With shipping lanes in the Strait of Hormuz compromised and Gulf energy infrastructure offline, crude prices have soared to historic heights. This energy shock has triggered a wave of inflation, driving up the cost of living, transportation, and basic goods from New York to New Delhi. These energy disruptions have been translated into major, compounding Gross Domestic Product (GDP) losses across the globe.

The fragile post-pandemic economic recovery has been thoroughly derailed, replaced by a severe, war-induced global recession. Supply chains have fractured, consumer confidence has cratered, and manufacturing sectors are stalling under the burden of prohibitive input costs. The economic carnage proves that a conflict with Iran could never be contained; it was always bound to be a self-inflicted wound to global stability.

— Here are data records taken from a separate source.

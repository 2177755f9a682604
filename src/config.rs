//! Process settings read from the environment (optionally a `.env` file).

use std::fmt;
use std::time::Duration;

use thiserror::Error;
use tracing_subscriber::EnvFilter;

use crate::pipeline::ollama::DEFAULT_OLLAMA_URL;

/// Application-level constants
pub const APP_NAME: &str = "multimodal-inspection";
pub const APP_VERSION: &str = env!("CARGO_PKG_VERSION");

#[derive(Error, Debug, Clone, PartialEq, Eq)]
pub enum ConfigError {
    #[error("Invalid value for {key}: '{value}' ({reason})")]
    InvalidValue {
        key: &'static str,
        value: String,
        reason: &'static str,
    },
}

/// Which backend serves a model role.
#[derive(Debug, Clone, Copy, PartialEq, Eq)]
pub enum Provider {
    Mock,
    Ollama,
}

impl Provider {
    pub fn as_str(&self) -> &'static str {
        match self {
            Provider::Mock => "mock",
            Provider::Ollama => "ollama",
        }
    }
}

impl fmt::Display for Provider {
    fn fmt(&self, f: &mut fmt::Formatter<'_>) -> fmt::Result {
        f.write_str(self.as_str())
    }
}

#[derive(Debug, Clone, PartialEq)]
pub struct Settings {
    pub app_name: String,
    pub log_level: String,
    pub max_image_mb: u64,
    pub max_document_mb: u64,
    pub max_pdf_pages: usize,
    pub vlm_provider: Provider,
    pub llm_provider: Provider,
    pub ollama_url: String,
    pub vlm_model_id: String,
    pub document_model_id: String,
    pub llm_model_id: String,
    pub vlm_timeout: Duration,
    pub vlm_max_retries: u32,
    pub llm_timeout: Duration,
    pub llm_max_attempts: u32,
    pub worker_pool_size: usize,
    pub request_deadline: Duration,
}

impl Default for Settings {
    fn default() -> Self {
        Self {
            app_name: "multimodal-visual-inspection-api".into(),
            log_level: "INFO".into(),
            max_image_mb: 10,
            max_document_mb: 20,
            max_pdf_pages: 10,
            vlm_provider: Provider::Mock,
            llm_provider: Provider::Mock,
            ollama_url: DEFAULT_OLLAMA_URL.into(),
            vlm_model_id: "llava:7b".into(),
            document_model_id: "llava:7b".into(),
            llm_model_id: "llama3.1:8b".into(),
            vlm_timeout: Duration::from_secs(60),
            vlm_max_retries: 2,
            llm_timeout: Duration::from_secs(30),
            llm_max_attempts: 3,
            worker_pool_size: 4,
            request_deadline: Duration::from_secs(180),
        }
    }
}

impl Settings {
    /// Load `.env` if present, then read the process environment.
    pub fn from_env() -> Result<Self, ConfigError> {
        if let Ok(path) = dotenvy::dotenv() {
            tracing::debug!(path = %path.display(), "Loaded .env file");
        }
        Self::from_lookup(|key| std::env::var(key).ok())
    }

    /// Build settings from any key lookup; unset or blank keys keep defaults.
    pub fn from_lookup<F>(lookup: F) -> Result<Self, ConfigError>
    where
        F: Fn(&str) -> Option<String>,
    {
        let get = |key: &str| lookup(key).map(|v| v.trim().to_string()).filter(|v| !v.is_empty());
        let defaults = Self::default();

        Ok(Self {
            app_name: get("APP_NAME").unwrap_or(defaults.app_name),
            log_level: get("LOG_LEVEL").unwrap_or(defaults.log_level),
            max_image_mb: parse_positive(get("MAX_IMAGE_MB"), "MAX_IMAGE_MB", defaults.max_image_mb)?,
            max_document_mb: parse_positive(
                get("MAX_DOCUMENT_MB"),
                "MAX_DOCUMENT_MB",
                defaults.max_document_mb,
            )?,
            max_pdf_pages: parse_positive(get("MAX_PDF_PAGES"), "MAX_PDF_PAGES", defaults.max_pdf_pages)?,
            vlm_provider: parse_provider(get("VLM_PROVIDER"), "VLM_PROVIDER")?,
            llm_provider: parse_provider(get("LLM_PROVIDER"), "LLM_PROVIDER")?,
            ollama_url: get("OLLAMA_URL").unwrap_or(defaults.ollama_url),
            vlm_model_id: get("VLM_MODEL_ID").unwrap_or(defaults.vlm_model_id),
            document_model_id: get("DOCUMENT_MODEL_ID").unwrap_or(defaults.document_model_id),
            llm_model_id: get("LLM_MODEL_ID").unwrap_or(defaults.llm_model_id),
            vlm_timeout: Duration::from_secs(parse_positive(
                get("VLM_TIMEOUT_SECONDS"),
                "VLM_TIMEOUT_SECONDS",
                defaults.vlm_timeout.as_secs(),
            )?),
            vlm_max_retries: parse_number(
                get("VLM_MAX_RETRIES"),
                "VLM_MAX_RETRIES",
                defaults.vlm_max_retries,
            )?,
            llm_timeout: Duration::from_secs(parse_positive(
                get("LLM_TIMEOUT_SECONDS"),
                "LLM_TIMEOUT_SECONDS",
                defaults.llm_timeout.as_secs(),
            )?),
            llm_max_attempts: parse_positive(
                get("LLM_MAX_ATTEMPTS"),
                "LLM_MAX_ATTEMPTS",
                defaults.llm_max_attempts,
            )?,
            worker_pool_size: parse_positive(
                get("WORKER_POOL_SIZE"),
                "WORKER_POOL_SIZE",
                defaults.worker_pool_size,
            )?,
            request_deadline: Duration::from_secs(parse_positive(
                get("REQUEST_DEADLINE_SECONDS"),
                "REQUEST_DEADLINE_SECONDS",
                defaults.request_deadline.as_secs(),
            )?),
        })
    }
}

fn parse_number<T: std::str::FromStr>(
    raw: Option<String>,
    key: &'static str,
    default: T,
) -> Result<T, ConfigError> {
    match raw {
        None => Ok(default),
        Some(value) => value.parse().map_err(|_| ConfigError::InvalidValue {
            key,
            value,
            reason: "expected a non-negative integer",
        }),
    }
}

fn parse_positive<T>(raw: Option<String>, key: &'static str, default: T) -> Result<T, ConfigError>
where
    T: std::str::FromStr + PartialOrd + Default,
{
    let value = parse_number(raw.clone(), key, default)?;
    if value <= T::default() {
        return Err(ConfigError::InvalidValue {
            key,
            value: raw.unwrap_or_default(),
            reason: "must be greater than zero",
        });
    }
    Ok(value)
}

fn parse_provider(raw: Option<String>, key: &'static str) -> Result<Provider, ConfigError> {
    match raw.as_deref().map(str::to_ascii_lowercase).as_deref() {
        None | Some("mock") => Ok(Provider::Mock),
        Some("ollama") => Ok(Provider::Ollama),
        Some(_) => Err(ConfigError::InvalidValue {
            key,
            value: raw.unwrap_or_default(),
            reason: "expected 'mock' or 'ollama'",
        }),
    }
}

/// Filter used when `RUST_LOG` is unset, built from a `LOG_LEVEL` value.
pub fn default_log_filter(log_level: &str) -> String {
    let level = match log_level.trim().to_ascii_lowercase().as_str() {
        "trace" => "trace",
        "debug" => "debug",
        "warn" | "warning" => "warn",
        "error" | "critical" => "error",
        _ => "info",
    };
    format!("multimodal_inspection={level},warn")
}

/// Install the global fmt subscriber. A second call is a no-op.
pub fn init_tracing(settings: &Settings) {
    let filter = EnvFilter::try_from_default_env()
        .unwrap_or_else(|_| EnvFilter::new(default_log_filter(&settings.log_level)));
    if tracing_subscriber::fmt().with_env_filter(filter).try_init().is_ok() {
        tracing::info!(app = %settings.app_name, version = APP_VERSION, "Tracing initialized");
    }
}

#[cfg(test)]
mod tests {
    use super::*;
    use std::collections::HashMap;

    fn lookup(pairs: &[(&str, &str)]) -> impl Fn(&str) -> Option<String> {
        let map: HashMap<String, String> = pairs
            .iter()
            .map(|(k, v)| (k.to_string(), v.to_string()))
            .collect();
        move |key| map.get(key).cloned()
    }

    #[test]
    fn empty_environment_gives_defaults() {
        let settings = Settings::from_lookup(lookup(&[])).unwrap();
        assert_eq!(settings, Settings::default());
        assert_eq!(settings.vlm_provider, Provider::Mock);
        assert_eq!(settings.request_deadline, Duration::from_secs(180));
    }

    #[test]
    fn values_are_read_and_trimmed() {
        let settings = Settings::from_lookup(lookup(&[
            ("VLM_PROVIDER", " Ollama "),
            ("LLM_PROVIDER", "ollama"),
            ("VLM_TIMEOUT_SECONDS", "90"),
            ("VLM_MAX_RETRIES", "0"),
            ("WORKER_POOL_SIZE", "8"),
            ("LLM_MODEL_ID", "qwen2.5:7b"),
            ("OLLAMA_URL", ""),
        ]))
        .unwrap();
        assert_eq!(settings.vlm_provider, Provider::Ollama);
        assert_eq!(settings.llm_provider, Provider::Ollama);
        assert_eq!(settings.vlm_timeout, Duration::from_secs(90));
        assert_eq!(settings.vlm_max_retries, 0);
        assert_eq!(settings.worker_pool_size, 8);
        assert_eq!(settings.llm_model_id, "qwen2.5:7b");
        assert_eq!(settings.ollama_url, DEFAULT_OLLAMA_URL);
    }

    #[test]
    fn invalid_values_are_errors() {
        let err = Settings::from_lookup(lookup(&[("MAX_IMAGE_MB", "ten")])).unwrap_err();
        assert!(err.to_string().contains("MAX_IMAGE_MB"));

        let err = Settings::from_lookup(lookup(&[("WORKER_POOL_SIZE", "0")])).unwrap_err();
        assert!(err.to_string().contains("greater than zero"));

        let err = Settings::from_lookup(lookup(&[("LLM_PROVIDER", "openai")])).unwrap_err();
        assert_eq!(
            err,
            ConfigError::InvalidValue {
                key: "LLM_PROVIDER",
                value: "openai".into(),
                reason: "expected 'mock' or 'ollama'",
            }
        );
    }

    #[test]
    fn log_filter_accepts_uppercase_levels() {
        assert_eq!(default_log_filter("INFO"), "multimodal_inspection=info,warn");
        assert_eq!(default_log_filter("WARNING"), "multimodal_inspection=warn,warn");
        assert_eq!(default_log_filter("nonsense"), "multimodal_inspection=info,warn");
    }

    #[test]
    fn init_tracing_twice_is_harmless() {
        let settings = Settings::default();
        init_tracing(&settings);
        init_tracing(&settings);
    }

    #[test]
    fn app_version_matches_cargo() {
        assert_eq!(APP_VERSION, "0.1.0");
    }
}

This grim reality is the direct legacy of the Trump administration’s foreign policy framework. The decision to substitute institutional diplomacy with erratic, Twitter-driven ultimatums shattered the international consensus and alienated vital allies. It replaced a working containment strategy with a vacuum of leadership, which was inevitably filled by escalation.

The current administration was left to navigate a minefield laid by its predecessor, where every path led to an explosion. The destruction of Gulf bases, the fortification of the IRGC, the necessity of sanctions relief, and a crippled global economy are not the products of bad luck. They are the logical conclusions of a foreign policy rooted in hubris, ignorance, and a refusal to understand the asymmetric capabilities of an adversary. The war is concluding, but the bill for the folly of the “maximum pressure” era has just arrived. It is a bill that the entire world will be paying for decades to come.